Back in the early 80s the singer Bruce Cockburn wrote that ‘the trouble with normal is it always gets worse’. As it stands this statement is about as useless as the faith in ‘progress’ that sustained many in the 19th and early 20th century. But after attending the forum on Crime and Punishment run by the Centre for Theology and Public Issues I was thinking again about the trouble with normal. One speaker began by announcing that “NZ is the second wickedest country in the western world”, meaning we have the second highest levels of incarceration (after the USA). It was unclear whether he had some tongue in cheek about wickedness at this point. What was clear was that although incarceration seems necessary in our kind of society, as a way of protecting people from the worst and most dangerous criminals, no one should be under any illusion that it does anything about reducing the problem of crime. What’s more it is very expensive (costing around $90,000 p/a per inmate). Moreover, both the current government and the previous government have, under popular pressure from the electorate, been steadily increasing the rate of incarceration. In other words, increasingly enormous amounts of money are going into a process which does nothing to address the problem. In the current political climate prison is primarily about retribution in the name of the victim.

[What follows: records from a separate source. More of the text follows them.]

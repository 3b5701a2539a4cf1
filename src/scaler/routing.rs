//! Backend selection
//!
//! The routing mode constrains which worker (and which of its interfaces) a
//! request may go to. Selection never mutates state; the proxy acts on the
//! returned [`Selection`].

use serde::{Deserialize, Serialize};

use crate::lifecycle::LifecycleEngine;

/// Operator-selected routing policy
#[derive(Debug, Clone, Copy, PartialEq, Eq, Serialize, Deserialize, Default)]
#[serde(rename_all = "lowercase")]
pub enum RoutingMode {
    /// Prefer local when ready, then any ready on-demand worker (mesh
    /// interface before public), else cold-start one
    #[default]
    Auto,
    /// Only the always-on local worker; never cold-starts
    Local,
    /// The cloud worker via its public interface
    Remote,
    /// Over the overlay network: the mesh-only worker when configured,
    /// else the cloud worker's mesh interface
    Mesh,
}

impl std::fmt::Display for RoutingMode {
    fn fmt(&self, f: &mut std::fmt::Formatter<'_>) -> std::fmt::Result {
        let s = match self {
            Self::Auto => "auto",
            Self::Local => "local",
            Self::Remote => "remote",
            Self::Mesh => "mesh",
        };
        write!(f, "{s}")
    }
}

impl std::str::FromStr for RoutingMode {
    type Err = String;

    fn from_str(s: &str) -> Result<Self, Self::Err> {
        match s.to_ascii_lowercase().as_str() {
            "auto" => Ok(Self::Auto),
            "local" => Ok(Self::Local),
            "remote" => Ok(Self::Remote),
            "mesh" => Ok(Self::Mesh),
            other => Err(format!("unknown routing mode '{other}'")),
        }
    }
}

/// Where a request should go
#[derive(Debug, Clone, PartialEq, Eq)]
pub struct RouteDecision {
    pub worker: String,
    pub url: String,
    pub mode: RoutingMode,
}

/// Outcome of backend selection
#[derive(Debug, Clone, PartialEq, Eq)]
pub enum Selection {
    /// A running worker with a fresh readiness probe
    Ready(RouteDecision),
    /// No ready backend; cold-starting this worker may produce one
    ColdStart { worker: String },
    /// The routing mode forbids a cold start and nothing is ready
    Unavailable { reason: String },
}

/// Pick a backend for the current mode. The target of a `Ready` decision is
/// `running` with a fresh probe at the moment of selection.
pub fn select_backend(engine: &LifecycleEngine, mode: RoutingMode) -> Selection {
    match mode {
        RoutingMode::Local => match engine.local_name() {
            Some(local) if engine.is_ready(local) => {
                let url = pinned_url(engine, local, mode);
                match url {
                    Some(url) => Selection::Ready(RouteDecision {
                        worker: local.to_string(),
                        url,
                        mode,
                    }),
                    None => Selection::Unavailable {
                        reason: "local worker has no URL".to_string(),
                    },
                }
            }
            Some(_) => Selection::Unavailable {
                reason: "routing mode is local and the local worker is not ready".to_string(),
            },
            None => Selection::Unavailable {
                reason: "no local worker configured".to_string(),
            },
        },

        RoutingMode::Remote => match engine.cloud_name() {
            Some(cloud) => pinned_selection(engine, cloud, mode),
            None => Selection::Unavailable {
                reason: "no cloud worker configured".to_string(),
            },
        },

        // A dedicated mesh-only worker wins; otherwise the cloud worker's
        // overlay interface.
        RoutingMode::Mesh => match engine.mesh_name().or_else(|| engine.cloud_name()) {
            Some(target) => pinned_selection(engine, target, mode),
            None => Selection::Unavailable {
                reason: "no worker with a mesh interface configured".to_string(),
            },
        },

        RoutingMode::Auto => {
            if let Some(local) = engine.local_name() {
                if engine.is_ready(local) {
                    if let Some(url) = pinned_url(engine, local, RoutingMode::Local) {
                        return Selection::Ready(RouteDecision {
                            worker: local.to_string(),
                            url,
                            mode,
                        });
                    }
                }
            }
            // On-demand workers next, cloud before mesh-only. The probe
            // records which interface answered, mesh tried first; route
            // through that one.
            for name in engine.on_demand_names() {
                if engine.is_ready(name) {
                    if let Some(url) = engine.handle(name).ok().and_then(|h| h.ready_url()) {
                        return Selection::Ready(RouteDecision {
                            worker: name.to_string(),
                            url,
                            mode,
                        });
                    }
                }
            }
            match engine.on_demand_names().first() {
                Some(name) => Selection::ColdStart {
                    worker: name.to_string(),
                },
                None => Selection::Unavailable {
                    reason: "no worker is ready and none can be cold-started".to_string(),
                },
            }
        }
    }
}

fn pinned_selection(engine: &LifecycleEngine, name: &str, mode: RoutingMode) -> Selection {
    let Some(url) = pinned_url(engine, name, mode) else {
        return Selection::Unavailable {
            reason: format!("worker '{name}' has no {mode} interface"),
        };
    };
    if engine.is_ready(name) {
        Selection::Ready(RouteDecision {
            worker: name.to_string(),
            url,
            mode,
        })
    } else {
        Selection::ColdStart {
            worker: name.to_string(),
        }
    }
}

fn pinned_url(engine: &LifecycleEngine, name: &str, mode: RoutingMode) -> Option<String> {
    engine
        .handle(name)
        .ok()
        .and_then(|h| h.worker.url_for_mode(mode).map(str::to_string))
}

This raises the big question what is the best way to respond to the cries of the victim. In this Sunday’s reading the letter to the Hebrews speaks of the blood of Jesus as ‘speaking a better word than that of the blood of Abel’. Abel, you might recall, features in the ancient story of the first murder. He is the victim. Elsewhere we read that his blood cries out from the earth for revenge. As a society how do we respond to these cries? The Christian faith tells us that the blood of Jesus creates a new kind of society – we call it ‘body of Christ’. It is the place where, in the words of U2 ‘we get to carry each other’.

The question is, How do we get there? Because surely the alternative to obeying the cry of the blood of Abel with revenge by imprisonment, is, at least and wherever possible, creating a world with less crime. What might be involved in this was hinted at in the briefest possible way by a couple of people who spoke at the forum. One person suggested that the problem of crime might be related to the loss of ‘karma, sin, and hell’. Although these words may not best capture the issue, they perhaps suggest a crisis of meaning in which we no longer have a ‘big picture’, or better a ‘big story’, within which our life has direction and purpose. The second suggestion was that those who are most caught up in this ‘wickedness’, the extreme criminals, lack empathy – i.e. they don’t know how to walk in the shoes of others. Restorative justice is a term for a process of discovering the feelings of others and learning to ‘walk in their shoes’.

A common response to this challenge is to suggest that ‘these things can be taught’. My worry is that our western tradition still tends to think of education as ‘information giving’ rather than formation. Formation is what parents do. Formation is what a community does. It takes a village to raise a child. Perhaps in this case it takes a face-to-face restorative village. Imagine a village centred around the blood of Christ!